TASK GOAL
Find the line with "Step::Enter(LexState::Plain, tag.len())" and the line with "1 => matches!(bytes[0], b'E'" in the entries below; output exactly those two lines, every line between them, and no others.

****

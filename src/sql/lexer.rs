//! Placeholder-aware SQL lexer.
//!
//! The lexer does not understand SQL. It only tracks enough lexical state
//! (quotes, comments, dollar quoting, casts) to find placeholder tokens
//! without touching anything inside a quoted or commented region.
//!
//! The input text is never modified: a backslash that escapes a placeholder
//! character is reported as `Token::Escaped` and the segmenter writes the
//! bare character into its own copy of the text.

use super::Dialect;
use crate::error::ParseError;

/// Maximum number of bind parameters a Bind message can carry.
pub const MAX_PARAMETERS: usize = 65_535;

/// Which placeholder syntaxes are live and how strings are escaped.
#[derive(Debug, Clone, Copy, PartialEq, Eq, Hash)]
pub struct LexOptions {
    pub question_marks: bool,
    pub colons: bool,
    pub escape_placeholders: bool,
    /// Mirrors the server's `standard_conforming_strings` setting.
    pub standard_strings: bool,
}

impl Default for LexOptions {
    fn default() -> Self {
        Self {
            question_marks: true,
            colons: true,
            escape_placeholders: true,
            standard_strings: true,
        }
    }
}

#[derive(Debug, Clone, Copy, PartialEq, Eq)]
pub enum PlaceholderToken<'a> {
    Question,
    Numbered(usize),
    Named(&'a str),
}

impl PlaceholderToken<'_> {
    pub fn dialect(&self) -> Dialect {
        match self {
            PlaceholderToken::Question => Dialect::QuestionMark,
            PlaceholderToken::Numbered(_) => Dialect::Numbered,
            PlaceholderToken::Named(_) => Dialect::Named,
        }
    }
}

#[derive(Debug, Clone, Copy, PartialEq, Eq)]
pub enum Token<'a> {
    /// Verbatim text, quoted regions and comments included.
    Literal(&'a str),
    /// A placeholder character preceded by a backslash; the backslash is dropped.
    Escaped(char),
    Placeholder(PlaceholderToken<'a>),
}

#[derive(Debug, Clone, Copy, PartialEq, Eq)]
enum LexState<'a> {
    Plain,
    SingleQuoted { escapes: bool },
    DoubleQuoted,
    LineComment,
    BlockComment { depth: usize },
    DollarQuoted { tag: &'a str },
}

enum Step<'a> {
    Advance(usize),
    Enter(LexState<'a>, usize),
    Emit { token: Token<'a>, len: usize },
}

/// Iterator over the tokens of one SQL string.
pub struct Lexer<'a> {
    sql: &'a str,
    pos: usize,
    /// Start of the literal span not yet emitted.
    start: usize,
    state: LexState<'a>,
    /// Where the current quoted or commented region opened.
    opened_at: usize,
    opts: LexOptions,
    queued: Option<Token<'a>>,
    finished: bool,
}

#[inline]
fn is_ident_char(c: u8) -> bool {
    c.is_ascii_alphanumeric() || c == b'_' || c >= 0x80
}

#[inline]
fn is_name_char(c: u8) -> bool {
    c.is_ascii_alphanumeric() || c == b'_'
}

impl<'a> Lexer<'a> {
    pub fn new(sql: &'a str, opts: LexOptions) -> Self {
        Self {
            sql,
            pos: 0,
            start: 0,
            state: LexState::Plain,
            opened_at: 0,
            opts,
            queued: None,
            finished: false,
        }
    }

    #[inline]
    fn peek(&self, offset: usize) -> Option<u8> {
        self.sql.as_bytes().get(self.pos + offset).copied()
    }

    #[inline]
    fn prev(&self) -> Option<u8> {
        self.pos
            .checked_sub(1)
            .map(|i| self.sql.as_bytes()[i])
    }

    fn step(&self) -> Result<Step<'a>, ParseError> {
        let bytes = self.sql.as_bytes();
        let b = bytes[self.pos];

        let step = match self.state {
            LexState::Plain => return self.step_plain(b),
            LexState::SingleQuoted { escapes } => match b {
                b'\\' if escapes => Step::Advance(2),
                b'\'' if self.peek(1) == Some(b'\'') => Step::Advance(2),
                b'\'' => Step::Enter(LexState::Plain, 1),
                _ => Step::Advance(1),
            },
            LexState::DoubleQuoted => match b {
                b'"' if self.peek(1) == Some(b'"') => Step::Advance(2),
                b'"' => Step::Enter(LexState::Plain, 1),
                _ => Step::Advance(1),
            },
            LexState::LineComment => match b {
                b'\n' => Step::Enter(LexState::Plain, 1),
                _ => Step::Advance(1),
            },
            LexState::BlockComment { depth } => match (b, self.peek(1)) {
                (b'/', Some(b'*')) => Step::Enter(LexState::BlockComment { depth: depth + 1 }, 2),
                (b'*', Some(b'/')) if depth == 1 => Step::Enter(LexState::Plain, 2),
                (b'*', Some(b'/')) => Step::Enter(LexState::BlockComment { depth: depth - 1 }, 2),
                _ => Step::Advance(1),
            },
            LexState::DollarQuoted { tag } => {
                if bytes[self.pos..].starts_with(tag.as_bytes()) {
                    Step::Enter(LexState::Plain, tag.len())
                } else {
                    Step::Advance(1)
                }
            }
        };
        Ok(step)
    }

    fn step_plain(&self, b: u8) -> Result<Step<'a>, ParseError> {
        let step = match b {
            b'\'' => {
                let escapes = !self.opts.standard_strings || self.has_escape_prefix();
                Step::Enter(LexState::SingleQuoted { escapes }, 1)
            }
            b'"' => Step::Enter(LexState::DoubleQuoted, 1),
            b'-' if self.peek(1) == Some(b'-') => Step::Enter(LexState::LineComment, 2),
            b'/' if self.peek(1) == Some(b'*') => {
                Step::Enter(LexState::BlockComment { depth: 1 }, 2)
            }
            b'\\' if self.opts.escape_placeholders => match self.peek(1) {
                Some(c) if self.is_placeholder_char(c) => Step::Emit {
                    token: Token::Escaped(c as char),
                    len: 2,
                },
                _ => Step::Advance(1),
            },
            b'?' if self.opts.question_marks => Step::Emit {
                token: Token::Placeholder(PlaceholderToken::Question),
                len: 1,
            },
            b':' => self.step_colon(),
            b'$' => return self.step_dollar(),
            _ => Step::Advance(1),
        };
        Ok(step)
    }

    /// `E'...'` (or `e'...'`) not glued to a preceding identifier.
    fn has_escape_prefix(&self) -> bool {
        let bytes = self.sql.as_bytes();
        match self.pos {
            0 => false,
            1 => matches!(bytes[0], b'E' | b'e'),
            p => matches!(bytes[p - 1], b'E' | b'e') && !is_ident_char(bytes[p - 2]),
        }
    }

    fn is_placeholder_char(&self, c: u8) -> bool {
        match c {
            b'?' => self.opts.question_marks,
            b':' => self.opts.colons,
            b'$' => true,
            _ => false,
        }
    }

    fn step_colon(&self) -> Step<'a> {
        let sql = self.sql;
        let bytes = sql.as_bytes();

        // A run of colons is a cast operator and never a placeholder
        if self.peek(1) == Some(b':') || self.prev() == Some(b':') {
            let run = bytes[self.pos..].iter().take_while(|&&c| c == b':').count();
            return Step::Advance(run);
        }
        if !self.opts.colons {
            return Step::Advance(1);
        }

        match self.peek(1) {
            Some(c) if is_name_char(c) => {
                // Array slice bounds like [1:2]
                if c.is_ascii_digit() && self.prev().is_some_and(|p| p.is_ascii_digit()) {
                    return Step::Advance(1);
                }
                let len = bytes[self.pos + 1..]
                    .iter()
                    .take_while(|&&c| is_name_char(c))
                    .count();
                let name = &sql[self.pos + 1..self.pos + 1 + len];
                Step::Emit {
                    token: Token::Placeholder(PlaceholderToken::Named(name)),
                    len: 1 + len,
                }
            }
            _ => Step::Advance(1),
        }
    }

    fn step_dollar(&self) -> Result<Step<'a>, ParseError> {
        let sql = self.sql;
        let bytes = sql.as_bytes();

        // `$` inside an identifier such as foo$bar
        if self.prev().is_some_and(is_ident_char) {
            return Ok(Step::Advance(1));
        }

        match self.peek(1) {
            Some(first) if first.is_ascii_digit() => {
                let digits = bytes[self.pos + 1..]
                    .iter()
                    .take_while(|c| c.is_ascii_digit())
                    .count();
                let text = &sql[self.pos..self.pos + 1 + digits];
                if first == b'0' {
                    return Err(ParseError::InvalidNumber(text.to_string()));
                }
                let number = text[1..]
                    .parse::<usize>()
                    .ok()
                    .filter(|n| *n <= MAX_PARAMETERS)
                    .ok_or_else(|| ParseError::InvalidNumber(text.to_string()))?;
                Ok(Step::Emit {
                    token: Token::Placeholder(PlaceholderToken::Numbered(number)),
                    len: 1 + digits,
                })
            }
            next => {
                let tag_len = match next {
                    Some(c) if c.is_ascii_alphabetic() || c == b'_' || c >= 0x80 => {
                        1 + bytes[self.pos + 2..]
                            .iter()
                            .take_while(|&&c| is_ident_char(c))
                            .count()
                    }
                    _ => 0,
                };
                let close = self.pos + 1 + tag_len;
                if bytes.get(close) != Some(&b'$') {
                    return Ok(Step::Advance(1));
                }
                let tag = &sql[self.pos..=close];
                if sql[close + 1..].contains(tag) {
                    Ok(Step::Enter(LexState::DollarQuoted { tag }, tag.len()))
                } else {
                    // No terminator: the dollar sign is ordinary text
                    Ok(Step::Advance(1))
                }
            }
        }
    }
}

impl<'a> Iterator for Lexer<'a> {
    type Item = Result<Token<'a>, ParseError>;

    fn next(&mut self) -> Option<Self::Item> {
        if let Some(token) = self.queued.take() {
            return Some(Ok(token));
        }
        if self.finished {
            return None;
        }

        let sql = self.sql;
        let len = sql.len();
        while self.pos < len {
            match self.step() {
                Err(e) => {
                    self.finished = true;
                    return Some(Err(e));
                }
                Ok(Step::Advance(n)) => self.pos = (self.pos + n).min(len),
                Ok(Step::Enter(state, n)) => {
                    if self.state == LexState::Plain {
                        self.opened_at = self.pos;
                    }
                    self.state = state;
                    self.pos = (self.pos + n).min(len);
                }
                Ok(Step::Emit { token, len: n }) => {
                    let literal = &sql[self.start..self.pos];
                    self.pos += n;
                    self.start = self.pos;
                    if literal.is_empty() {
                        return Some(Ok(token));
                    }
                    self.queued = Some(token);
                    return Some(Ok(Token::Literal(literal)));
                }
            }
        }

        self.finished = true;
        let unterminated = match self.state {
            LexState::SingleQuoted { .. } => Some("quoted string"),
            LexState::DoubleQuoted => Some("quoted identifier"),
            LexState::BlockComment { .. } => Some("block comment"),
            LexState::DollarQuoted { .. } => Some("dollar-quoted string"),
            LexState::Plain | LexState::LineComment => None,
        };
        if let Some(what) = unterminated {
            return Some(Err(ParseError::Unterminated {
                what,
                offset: self.opened_at,
            }));
        }
        if self.start < len {
            let rest = &sql[self.start..];
            self.start = len;
            return Some(Ok(Token::Literal(rest)));
        }
        None
    }
}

****

RESPONSE BELOW
                    Step::Enter(LexState::Plain, tag.len())
                } else {
                    Step::Advance(1)
                }
            }
        };
        Ok(step)
    }

    fn step_plain(&self, b: u8) -> Result<Step<'a>, ParseError> {
        let step = match b {
            b'\'' => {
                let escapes = !self.opts.standard_strings || self.has_escape_prefix();
                Step::Enter(LexState::SingleQuoted { escapes }, 1)
            }
            b'"' => Step::Enter(LexState::DoubleQuoted, 1),
            b'-' if self.peek(1) == Some(b'-') => Step::Enter(LexState::LineComment, 2),
            b'/' if self.peek(1) == Some(b'*') => {
                Step::Enter(LexState::BlockComment { depth: 1 }, 2)
            }
            b'\\' if self.opts.escape_placeholders => match self.peek(1) {
                Some(c) if self.is_placeholder_char(c) => Step::Emit {
                    token: Token::Escaped(c as char),
                    len: 2,
                },
                _ => Step::Advance(1),
            },
            b'?' if self.opts.question_marks => Step::Emit {
                token: Token::Placeholder(PlaceholderToken::Question),
                len: 1,
            },
            b':' => self.step_colon(),
            b'$' => return self.step_dollar(),
            _ => Step::Advance(1),
        };
        Ok(step)
    }

    /// `E'...'` (or `e'...'`) not glued to a preceding identifier.
    fn has_escape_prefix(&self) -> bool {
        let bytes = self.sql.as_bytes();
        match self.pos {
            0 => false,
            1 => matches!(bytes[0], b'E' | b'e'),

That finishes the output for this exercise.